Task requirements. Only the closing stretch of the material belongs in the answer: the line containing "Ok(Json(taken))" and every line after it, copied exactly.

Raw data.
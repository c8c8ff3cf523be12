pub mod answer;
pub mod question;
pub mod student;
pub mod student_answer;
pub mod taken_test;
pub mod test;
pub mod user;
use crate::config::get_config;
use crate::error::Result;
use sqlx::{postgres::PgPoolOptions, PgPool};
use std::time::Duration;

pub async fn create_pool() -> Result<PgPool> {
    let config = get_config();
    let pool = PgPoolOptions::new()
        .max_connections(20)
        .acquire_timeout(Duration::from_secs(30))
        .connect(&config.database_url)
        .await?;
    Ok(pool)
}

/// Builds a pool that only connects on first use.
pub fn create_lazy_pool(database_url: &str) -> Result<PgPool> {
    let pool = PgPoolOptions::new()
        .max_connections(5)
        .acquire_timeout(Duration::from_secs(5))
        .connect_lazy(database_url)?;
    Ok(pool)
}

pub async fn run_migrations(pool: &PgPool) -> Result<()> {
    sqlx::migrate!("./migrations").run(pool).await?;
    Ok(())
}
use axum::{
    extract::{Path, State},
    response::{IntoResponse, Json, Redirect, Response},
    Extension,
};
use uuid::Uuid;

use crate::{
    dto::student_dto::{SubmitAnswerPayload, SubmitAnswerResponse},
    error::Result,
    middleware::auth::Claims,
    services::attempt_service::TakeStep,
    AppState,
};

const TAKEN_TESTS_PATH: &str = "/api/students/taken";

fn step_response(step: TakeStep) -> Response {
    match step {
        TakeStep::AlreadyTaken => Redirect::to(TAKEN_TESTS_PATH).into_response(),
        TakeStep::Question(view) => Json(SubmitAnswerResponse::Next(view)).into_response(),
        TakeStep::Completed(done) => Json(SubmitAnswerResponse::Completed(done)).into_response(),
    }
}

#[utoipa::path(
    get,
    path = "/api/students/tests",
    responses(
        (status = 200, description = "Tests the student has not taken yet"),
        (status = 403, description = "Not a student")
    )
)]
#[axum::debug_handler]
pub async fn list_available(
    State(state): State<AppState>,
    Extension(claims): Extension<Claims>,
) -> Result<impl IntoResponse> {
    let tests = state
        .attempt_service
        .list_available_tests(claims.user_id()?)
        .await?;
    Ok(Json(tests))
}

#[axum::debug_handler]
pub async fn list_taken(
    State(state): State<AppState>,
    Extension(claims): Extension<Claims>,
) -> Result<impl IntoResponse> {
    let taken = state
        .attempt_service
        .list_taken_tests(claims.user_id()?)
        .await?;
    Ok(Json(taken))
}

#[utoipa::path(
    get,
    path = "/api/students/tests/{id}",
    params(
        ("id" = Uuid, Path, description = "Test ID")
    ),
    responses(
        (status = 200, description = "Next unanswered question, or the final result"),
        (status = 303, description = "Test already taken"),
        (status = 404, description = "Test not found")
    )
)]
#[axum::debug_handler]
pub async fn take_test(
    State(state): State<AppState>,
    Extension(claims): Extension<Claims>,
    Path(id): Path<Uuid>,
) -> Result<Response> {
    let step = state
        .attempt_service
        .current_step(claims.user_id()?, id)
        .await?;
    Ok(step_response(step))
}

#[utoipa::path(
    post,
    path = "/api/students/tests/{id}",
    params(
        ("id" = Uuid, Path, description = "Test ID")
    ),
    request_body = SubmitAnswerPayload,
    responses(
        (status = 200, description = "Answer recorded"),
        (status = 303, description = "Test already taken"),
        (status = 400, description = "Answer is not a choice of the current question")
    )
)]
#[axum::debug_handler]
pub async fn submit_answer(
    State(state): State<AppState>,
    Extension(claims): Extension<Claims>,
    Path(id): Path<Uuid>,
    Json(payload): Json<SubmitAnswerPayload>,
) -> Result<Response> {
    let step = state
        .attempt_service
        .submit_answer(claims.user_id()?, id, payload.answer_id)
        .await?;
    Ok(step_response(step))
}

Written answer.
    Ok(Json(taken))
}

#[utoipa::path(
    get,
    path = "/api/students/tests/{id}",
    params(
        ("id" = Uuid, Path, description = "Test ID")
    ),
    responses(
        (status = 200, description = "Next unanswered question, or the final result"),
        (status = 303, description = "Test already taken"),
        (status = 404, description = "Test not found")
    )
)]
#[axum::debug_handler]
pub async fn take_test(
    State(state): State<AppState>,
    Extension(claims): Extension<Claims>,
    Path(id): Path<Uuid>,
) -> Result<Response> {
    let step = state
        .attempt_service
        .current_step(claims.user_id()?, id)
        .await?;
    Ok(step_response(step))
}

#[utoipa::path(
    post,
    path = "/api/students/tests/{id}",
    params(
        ("id" = Uuid, Path, description = "Test ID")
    ),
    request_body = SubmitAnswerPayload,
    responses(
        (status = 200, description = "Answer recorded"),
        (status = 303, description = "Test already taken"),
        (status = 400, description = "Answer is not a choice of the current question")
    )
)]
#[axum::debug_handler]
pub async fn submit_answer(
    State(state): State<AppState>,
    Extension(claims): Extension<Claims>,
    Path(id): Path<Uuid>,
    Json(payload): Json<SubmitAnswerPayload>,
) -> Result<Response> {
    let step = state
        .attempt_service
        .submit_answer(claims.user_id()?, id, payload.answer_id)
        .await?;
    Ok(step_response(step))
}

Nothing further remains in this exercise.